# Exercise
Please copy the lines below exactly, from the first one through the line showing "(present when ok=false)".

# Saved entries
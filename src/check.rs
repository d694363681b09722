//! Payload check reports
//!
//! Runs a candidate method-result body through the same constructor a
//! device-side handler uses and describes the outcome.

use method_protocol::{MethodResponse, ValidationError};
use serde::{Deserialize, Serialize};

/// Outcome of checking one payload.
#[derive(Debug, Clone, PartialEq, Eq, Serialize, Deserialize)]
pub struct CheckReport {
    /// Whether a response could be constructed
    pub ok: bool,

    /// Status code the response was built with
    pub status: i32,

    /// Body length in bytes (absent for status-only responses and rejections)
    #[serde(skip_serializing_if = "Option::is_none")]
    pub result_bytes: Option<usize>,

    /// Body text (absent when the body is absent or empty)
    #[serde(skip_serializing_if = "Option::is_none")]
    pub result: Option<String>,

    /// Failure details (present when ok=false)
    #[serde(skip_serializing_if = "Option::is_none")]
    pub error: Option<CheckError>,
}

/// Machine-readable rejection details.
#[derive(Debug, Clone, PartialEq, Eq, Serialize, Deserialize)]
pub struct CheckError {
    pub code: String,
    pub message: String,
    pub position: String,
}

impl From<&ValidationError> for CheckError {
    fn from(err: &ValidationError) -> Self {
        Self {
            code: err.code().to_string(),
            message: err.to_string(),
            position: err.position(),
        }
    }
}

impl CheckReport {
    /// Describe a constructed response.
    pub fn accepted(response: &MethodResponse) -> Self {
        Self {
            ok: true,
            status: response.status(),
            result_bytes: response.result().map(<[u8]>::len),
            result: response.result_as_text().map(str::to_string),
            error: None,
        }
    }

    /// Describe a rejected payload.
    pub fn rejected(status: i32, err: &ValidationError) -> Self {
        Self {
            ok: false,
            status,
            result_bytes: None,
            result: None,
            error: Some(err.into()),
        }
    }

    /// Format as pretty-printed JSON
    pub fn to_json(&self) -> Result<String, serde_json::Error> {
        serde_json::to_string_pretty(self)
    }

    /// Format as human-readable text
    pub fn to_human(&self) -> String {
        let mut output = String::new();

        if self.ok {
            output.push_str(&format!("ACCEPTED (status {})\n", self.status));
            match (self.result_bytes, &self.result) {
                (None, _) => output.push_str("Body: none\n"),
                (Some(_), None) => output.push_str("Body: empty\n"),
                (Some(len), Some(text)) => {
                    output.push_str(&format!("Body: {} bytes\n", len));
                    output.push_str(text);
                    if !text.ends_with('\n') {
                        output.push('\n');
                    }
                }
            }
        } else {
            output.push_str(&format!("REJECTED (status {})\n", self.status));
            if let Some(ref err) = self.error {
                output.push_str(&format!("Code: {}\n", err.code));
                output.push_str(&format!("Position: {}\n", err.position));
                output.push_str(&format!("Reason: {}\n", err.message));
            }
        }

        output
    }
}

/// Build a response from `bytes` and report whether it was accepted.
pub fn check_payload(bytes: Vec<u8>, status: i32) -> CheckReport {
    match MethodResponse::with_body(bytes, status) {
        Ok(response) => CheckReport::accepted(&response),
        Err(err) => CheckReport::rejected(status, &err),
    }
}
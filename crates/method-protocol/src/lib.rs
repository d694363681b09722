//! Direct Method Protocol Types
//!
//! Defines the response a device-side handler returns for a direct method
//! call: a status code and an optional JSON body.

pub mod error;
pub mod response;
pub mod validate;

pub use error::ValidationError;
pub use response::MethodResponse;
pub use validate::validate_empty_or_json;

/// Error code reported for payloads that fail the JSON-or-empty check.
pub const MALFORMED_PAYLOAD: &str = "MALFORMED_PAYLOAD";
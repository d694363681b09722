//! Device Method - direct method response tooling
//!
//! Re-exports the validated [`MethodResponse`] type and provides the payload
//! check used by the `device-method` command-line tool.

pub mod check;

pub use check::{check_payload, CheckError, CheckReport};
pub use method_protocol::{validate_empty_or_json, MethodResponse, ValidationError};
//! JSON-or-empty payload validation.

use serde::de::IgnoredAny;

use crate::error::ValidationError;

/// Check that a method-result body is absent, empty, or a single JSON value.
///
/// Any top-level JSON token is accepted, not only objects. Whitespace may
/// surround the value; anything else after it is rejected.
pub fn validate_empty_or_json(data: Option<&[u8]>) -> Result<(), ValidationError> {
    let bytes = match data {
        Some(bytes) if !bytes.is_empty() => bytes,
        _ => return Ok(()),
    };

    let text = std::str::from_utf8(bytes)?;
    serde_json::from_str::<IgnoredAny>(text)?;
    Ok(())
}
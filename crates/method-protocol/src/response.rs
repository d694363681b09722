//! Direct method response type.

use serde::Serialize;

use crate::error::ValidationError;
use crate::validate::validate_empty_or_json;

/// Response returned by a device-side direct method handler.
///
/// The body is checked once, at construction, and is absent, empty, or
/// valid UTF-8 JSON for the lifetime of the value. Fields are private so a
/// constructed response cannot be changed.
#[derive(Debug, Clone, PartialEq, Eq)]
pub struct MethodResponse {
    status: i32,
    result: Option<Vec<u8>>,
}

impl MethodResponse {
    /// Create a response with an optional body, validating that the body is
    /// empty or JSON.
    ///
    /// The bytes are stored verbatim; they are never re-serialized.
    pub fn new<B: Into<Vec<u8>>>(result: Option<B>, status: i32) -> Result<Self, ValidationError> {
        let result = result.map(Into::into);
        validate_empty_or_json(result.as_deref())?;
        Ok(Self { status, result })
    }

    /// Create a response carrying a body.
    pub fn with_body(body: impl Into<Vec<u8>>, status: i32) -> Result<Self, ValidationError> {
        Self::new(Some(body), status)
    }

    /// Create a response whose body is `value` serialized as JSON.
    pub fn from_json<T: Serialize + ?Sized>(
        value: &T,
        status: i32,
    ) -> Result<Self, ValidationError> {
        let body = serde_json::to_vec(value)
            .map_err(|source| ValidationError::Unserializable { source })?;
        Self::with_body(body, status)
    }

    /// Create a response with no body.
    pub fn status_only(status: i32) -> Self {
        Self { status, result: None }
    }

    /// Status code reported to the caller.
    pub fn status(&self) -> i32 {
        self.status
    }

    /// Raw body bytes, exactly as supplied.
    pub fn result(&self) -> Option<&[u8]> {
        self.result.as_deref()
    }

    /// Body as text, or `None` when the body is absent or empty.
    pub fn result_as_text(&self) -> Option<&str> {
        // Non-empty bodies passed UTF-8 decoding in the constructor.
        self.result
            .as_deref()
            .filter(|bytes| !bytes.is_empty())
            .and_then(|bytes| std::str::from_utf8(bytes).ok())
    }

    /// True when a non-empty body is present.
    pub fn has_result(&self) -> bool {
        self.result.as_ref().is_some_and(|bytes| !bytes.is_empty())
    }

    /// Consume the response, returning the status and body.
    pub fn into_parts(self) -> (i32, Option<Vec<u8>>) {
        (self.status, self.result)
    }
}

# Response box
filename src/check.rs
repository d694363681b09722
//! Payload check reports
//!
//! Runs a candidate method-result body through the same constructor a
//! device-side handler uses and describes the outcome.

use method_protocol::{MethodResponse, ValidationError};
use serde::{Deserialize, Serialize};

/// Outcome of checking one payload.
#[derive(Debug, Clone, PartialEq, Eq, Serialize, Deserialize)]
pub struct CheckReport {
    /// Whether a response could be constructed
    pub ok: bool,

    /// Status code the response was built with
    pub status: i32,

    /// Body length in bytes (absent for status-only responses and rejections)
    #[serde(skip_serializing_if = "Option::is_none")]
    pub result_bytes: Option<usize>,

    /// Body text (absent when the body is absent or empty)
    #[serde(skip_serializing_if = "Option::is_none")]
    pub result: Option<String>,

    /// Failure details (present when ok=false)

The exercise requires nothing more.